DATA RECORDS Start Marker
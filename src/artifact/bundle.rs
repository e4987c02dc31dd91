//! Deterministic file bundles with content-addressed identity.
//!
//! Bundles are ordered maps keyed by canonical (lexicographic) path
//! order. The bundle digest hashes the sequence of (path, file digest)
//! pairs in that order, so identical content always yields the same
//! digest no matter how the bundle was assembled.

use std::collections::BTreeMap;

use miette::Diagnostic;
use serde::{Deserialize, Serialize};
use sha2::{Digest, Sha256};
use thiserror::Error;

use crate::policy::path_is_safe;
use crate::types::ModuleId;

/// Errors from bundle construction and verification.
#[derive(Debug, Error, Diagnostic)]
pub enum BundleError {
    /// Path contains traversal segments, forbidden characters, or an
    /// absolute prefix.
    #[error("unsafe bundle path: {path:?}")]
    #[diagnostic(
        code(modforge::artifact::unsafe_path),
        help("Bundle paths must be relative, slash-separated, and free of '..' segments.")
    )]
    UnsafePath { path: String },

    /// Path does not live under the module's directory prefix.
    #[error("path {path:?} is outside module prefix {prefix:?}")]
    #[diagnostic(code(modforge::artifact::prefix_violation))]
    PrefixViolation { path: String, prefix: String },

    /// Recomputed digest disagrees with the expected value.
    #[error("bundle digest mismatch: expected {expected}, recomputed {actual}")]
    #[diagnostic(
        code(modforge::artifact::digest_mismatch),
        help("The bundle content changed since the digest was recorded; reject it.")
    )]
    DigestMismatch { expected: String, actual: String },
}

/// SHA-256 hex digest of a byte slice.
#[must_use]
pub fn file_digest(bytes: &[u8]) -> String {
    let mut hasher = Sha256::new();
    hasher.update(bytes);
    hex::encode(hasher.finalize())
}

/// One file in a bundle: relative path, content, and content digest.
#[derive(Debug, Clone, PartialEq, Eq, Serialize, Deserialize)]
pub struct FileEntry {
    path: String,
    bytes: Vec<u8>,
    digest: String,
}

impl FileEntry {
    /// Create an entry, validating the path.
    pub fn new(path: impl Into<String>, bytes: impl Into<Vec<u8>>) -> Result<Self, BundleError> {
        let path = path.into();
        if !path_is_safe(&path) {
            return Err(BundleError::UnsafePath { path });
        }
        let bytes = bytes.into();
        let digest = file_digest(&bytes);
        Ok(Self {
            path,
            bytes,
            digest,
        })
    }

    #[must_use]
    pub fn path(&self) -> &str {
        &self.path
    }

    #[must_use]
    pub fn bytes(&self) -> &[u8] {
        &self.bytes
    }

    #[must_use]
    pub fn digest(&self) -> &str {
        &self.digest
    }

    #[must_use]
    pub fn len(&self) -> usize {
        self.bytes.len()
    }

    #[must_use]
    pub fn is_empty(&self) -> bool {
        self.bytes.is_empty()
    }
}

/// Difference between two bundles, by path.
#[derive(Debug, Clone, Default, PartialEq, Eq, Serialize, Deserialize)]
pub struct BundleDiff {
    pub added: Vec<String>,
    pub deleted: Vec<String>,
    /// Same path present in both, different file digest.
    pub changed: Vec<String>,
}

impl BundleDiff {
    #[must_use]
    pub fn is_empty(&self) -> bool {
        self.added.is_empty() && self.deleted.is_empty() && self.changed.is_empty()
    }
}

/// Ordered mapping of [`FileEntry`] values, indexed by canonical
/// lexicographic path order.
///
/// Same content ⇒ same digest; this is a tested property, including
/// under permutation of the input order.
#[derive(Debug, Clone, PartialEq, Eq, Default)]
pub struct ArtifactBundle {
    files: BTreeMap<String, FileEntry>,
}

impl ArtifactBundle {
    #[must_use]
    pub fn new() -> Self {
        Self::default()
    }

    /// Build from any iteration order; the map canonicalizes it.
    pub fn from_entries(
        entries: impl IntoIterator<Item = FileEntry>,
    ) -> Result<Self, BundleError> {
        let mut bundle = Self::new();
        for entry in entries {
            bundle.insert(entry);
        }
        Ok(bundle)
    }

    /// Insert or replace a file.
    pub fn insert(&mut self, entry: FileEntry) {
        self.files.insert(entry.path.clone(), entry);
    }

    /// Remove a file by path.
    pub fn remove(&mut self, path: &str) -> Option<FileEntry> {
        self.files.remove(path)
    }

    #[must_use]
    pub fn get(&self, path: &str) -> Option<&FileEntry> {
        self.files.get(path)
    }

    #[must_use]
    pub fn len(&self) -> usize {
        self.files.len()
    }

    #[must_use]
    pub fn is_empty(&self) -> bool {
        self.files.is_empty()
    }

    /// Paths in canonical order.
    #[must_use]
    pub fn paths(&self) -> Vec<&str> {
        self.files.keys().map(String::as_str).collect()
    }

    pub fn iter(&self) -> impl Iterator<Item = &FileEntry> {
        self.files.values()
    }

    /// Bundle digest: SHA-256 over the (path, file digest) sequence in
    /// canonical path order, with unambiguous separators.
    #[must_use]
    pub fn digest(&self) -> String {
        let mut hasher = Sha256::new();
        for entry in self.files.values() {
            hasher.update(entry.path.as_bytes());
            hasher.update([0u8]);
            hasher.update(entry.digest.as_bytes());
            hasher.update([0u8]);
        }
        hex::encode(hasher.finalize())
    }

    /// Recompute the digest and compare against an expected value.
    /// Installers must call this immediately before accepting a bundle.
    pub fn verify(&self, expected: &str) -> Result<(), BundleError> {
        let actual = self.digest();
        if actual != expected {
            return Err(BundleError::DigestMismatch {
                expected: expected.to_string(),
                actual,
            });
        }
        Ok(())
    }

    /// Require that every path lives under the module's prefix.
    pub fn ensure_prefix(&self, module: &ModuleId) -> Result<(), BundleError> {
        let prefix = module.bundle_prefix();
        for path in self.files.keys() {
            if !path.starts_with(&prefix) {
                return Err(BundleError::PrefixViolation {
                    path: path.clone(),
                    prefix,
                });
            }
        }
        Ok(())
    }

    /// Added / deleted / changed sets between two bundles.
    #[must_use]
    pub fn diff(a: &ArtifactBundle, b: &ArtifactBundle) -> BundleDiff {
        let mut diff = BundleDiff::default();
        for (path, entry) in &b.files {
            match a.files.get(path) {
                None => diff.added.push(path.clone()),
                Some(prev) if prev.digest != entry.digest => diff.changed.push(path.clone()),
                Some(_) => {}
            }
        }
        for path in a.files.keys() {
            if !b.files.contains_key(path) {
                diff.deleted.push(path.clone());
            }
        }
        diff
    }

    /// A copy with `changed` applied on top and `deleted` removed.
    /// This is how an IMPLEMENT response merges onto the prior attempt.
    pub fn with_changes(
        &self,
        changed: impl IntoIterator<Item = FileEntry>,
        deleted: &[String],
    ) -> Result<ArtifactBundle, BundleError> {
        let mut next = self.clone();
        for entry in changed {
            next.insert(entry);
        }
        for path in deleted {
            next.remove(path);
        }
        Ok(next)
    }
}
DATA RECORDS End Marker
§ **PROBLEM TO WORK ON**
Give a word-for-word restatement of every record.

§ **OUTPUT BELOW**
filename src/artifact/bundle.rs
repository e4987c02dc31dd91
//! Deterministic file bundles with content-addressed identity.
//!
//! Bundles are ordered maps keyed by canonical (lexicographic) path
//! order. The bundle digest hashes the sequence of (path, file digest)
//! pairs in that order, so identical content always yields the same
//! digest no matter how the bundle was assembled.

use std::collections::BTreeMap;

use miette::Diagnostic;
use serde::{Deserialize, Serialize};
use sha2::{Digest, Sha256};
use thiserror::Error;

use crate::policy::path_is_safe;
use crate::types::ModuleId;

/// Errors from bundle construction and verification.
#[derive(Debug, Error, Diagnostic)]
pub enum BundleError {
    /// Path contains traversal segments, forbidden characters, or an
    /// absolute prefix.
    #[error("unsafe bundle path: {path:?}")]
    #[diagnostic(
        code(modforge::artifact::unsafe_path),
        help("Bundle paths must be relative, slash-separated, and free of '..' segments.")
    )]
    UnsafePath { path: String },

    /// Path does not live under the module's directory prefix.
    #[error("path {path:?} is outside module prefix {prefix:?}")]
    #[diagnostic(code(modforge::artifact::prefix_violation))]
    PrefixViolation { path: String, prefix: String },

    /// Recomputed digest disagrees with the expected value.
    #[error("bundle digest mismatch: expected {expected}, recomputed {actual}")]
    #[diagnostic(
        code(modforge::artifact::digest_mismatch),
        help("The bundle content changed since the digest was recorded; reject it.")
    )]
    DigestMismatch { expected: String, actual: String },
}

/// SHA-256 hex digest of a byte slice.
#[must_use]
pub fn file_digest(bytes: &[u8]) -> String {
    let mut hasher = Sha256::new();
    hasher.update(bytes);
    hex::encode(hasher.finalize())
}

/// One file in a bundle: relative path, content, and content digest.
#[derive(Debug, Clone, PartialEq, Eq, Serialize, Deserialize)]
pub struct FileEntry {
    path: String,
    bytes: Vec<u8>,
    digest: String,
}

impl FileEntry {
    /// Create an entry, validating the path.
    pub fn new(path: impl Into<String>, bytes: impl Into<Vec<u8>>) -> Result<Self, BundleError> {
        let path = path.into();
        if !path_is_safe(&path) {
            return Err(BundleError::UnsafePath { path });
        }
        let bytes = bytes.into();
        let digest = file_digest(&bytes);
        Ok(Self {
            path,
            bytes,
            digest,
        })
    }

    #[must_use]
    pub fn path(&self) -> &str {
        &self.path
    }

    #[must_use]
    pub fn bytes(&self) -> &[u8] {
        &self.bytes
    }

    #[must_use]
    pub fn digest(&self) -> &str {
        &self.digest
    }

    #[must_use]
    pub fn len(&self) -> usize {
        self.bytes.len()
    }

    #[must_use]
    pub fn is_empty(&self) -> bool {
        self.bytes.is_empty()
    }
}

/// Difference between two bundles, by path.
#[derive(Debug, Clone, Default, PartialEq, Eq, Serialize, Deserialize)]
pub struct BundleDiff {
    pub added: Vec<String>,
    pub deleted: Vec<String>,
    /// Same path present in both, different file digest.
    pub changed: Vec<String>,
}

impl BundleDiff {
    #[must_use]
    pub fn is_empty(&self) -> bool {
        self.added.is_empty() && self.deleted.is_empty() && self.changed.is_empty()
    }
}

/// Ordered mapping of [`FileEntry`] values, indexed by canonical
/// lexicographic path order.
///
/// Same content ⇒ same digest; this is a tested property, including
/// under permutation of the input order.
#[derive(Debug, Clone, PartialEq, Eq, Default)]
pub struct ArtifactBundle {
    files: BTreeMap<String, FileEntry>,
}

impl ArtifactBundle {
    #[must_use]
    pub fn new() -> Self {
        Self::default()
    }

    /// Build from any iteration order; the map canonicalizes it.
    pub fn from_entries(
        entries: impl IntoIterator<Item = FileEntry>,
    ) -> Result<Self, BundleError> {
        let mut bundle = Self::new();
        for entry in entries {
            bundle.insert(entry);
        }
        Ok(bundle)
    }

    /// Insert or replace a file.
    pub fn insert(&mut self, entry: FileEntry) {
        self.files.insert(entry.path.clone(), entry);
    }

    /// Remove a file by path.
    pub fn remove(&mut self, path: &str) -> Option<FileEntry> {
        self.files.remove(path)
    }

    #[must_use]
    pub fn get(&self, path: &str) -> Option<&FileEntry> {
        self.files.get(path)
    }

    #[must_use]
    pub fn len(&self) -> usize {
        self.files.len()
    }

    #[must_use]
    pub fn is_empty(&self) -> bool {
        self.files.is_empty()
    }

    /// Paths in canonical order.
    #[must_use]
    pub fn paths(&self) -> Vec<&str> {
        self.files.keys().map(String::as_str).collect()
    }

    pub fn iter(&self) -> impl Iterator<Item = &FileEntry> {
        self.files.values()
    }

    /// Bundle digest: SHA-256 over the (path, file digest) sequence in
    /// canonical path order, with unambiguous separators.
    #[must_use]
    pub fn digest(&self) -> String {
        let mut hasher = Sha256::new();
        for entry in self.files.values() {
            hasher.update(entry.path.as_bytes());
            hasher.update([0u8]);
            hasher.update(entry.digest.as_bytes());
            hasher.update([0u8]);
        }
        hex::encode(hasher.finalize())
    }

    /// Recompute the digest and compare against an expected value.
    /// Installers must call this immediately before accepting a bundle.
    pub fn verify(&self, expected: &str) -> Result<(), BundleError> {
        let actual = self.digest();
        if actual != expected {
            return Err(BundleError::DigestMismatch {
                expected: expected.to_string(),
                actual,
            });
        }
        Ok(())
    }

    /// Require that every path lives under the module's prefix.
    pub fn ensure_prefix(&self, module: &ModuleId) -> Result<(), BundleError> {
        let prefix = module.bundle_prefix();
        for path in self.files.keys() {
            if !path.starts_with(&prefix) {
                return Err(BundleError::PrefixViolation {
                    path: path.clone(),
                    prefix,
                });
            }
        }
        Ok(())
    }

    /// Added / deleted / changed sets between two bundles.
    #[must_use]
    pub fn diff(a: &ArtifactBundle, b: &ArtifactBundle) -> BundleDiff {
        let mut diff = BundleDiff::default();
        for (path, entry) in &b.files {
            match a.files.get(path) {
                None => diff.added.push(path.clone()),
                Some(prev) if prev.digest != entry.digest => diff.changed.push(path.clone()),
                Some(_) => {}
            }
        }
        for path in a.files.keys() {
            if !b.files.contains_key(path) {
                diff.deleted.push(path.clone());
            }
        }
        diff
    }

    /// A copy with `changed` applied on top and `deleted` removed.
    /// This is how an IMPLEMENT response merges onto the prior attempt.
    pub fn with_changes(
        &self,
        changed: impl IntoIterator<Item = FileEntry>,
        deleted: &[String],
    ) -> Result<ArtifactBundle, BundleError> {
        let mut next = self.clone();
        for entry in changed {
            next.insert(entry);
        }
        for path in deleted {
            next.remove(path);
        }
        Ok(next)
    }
}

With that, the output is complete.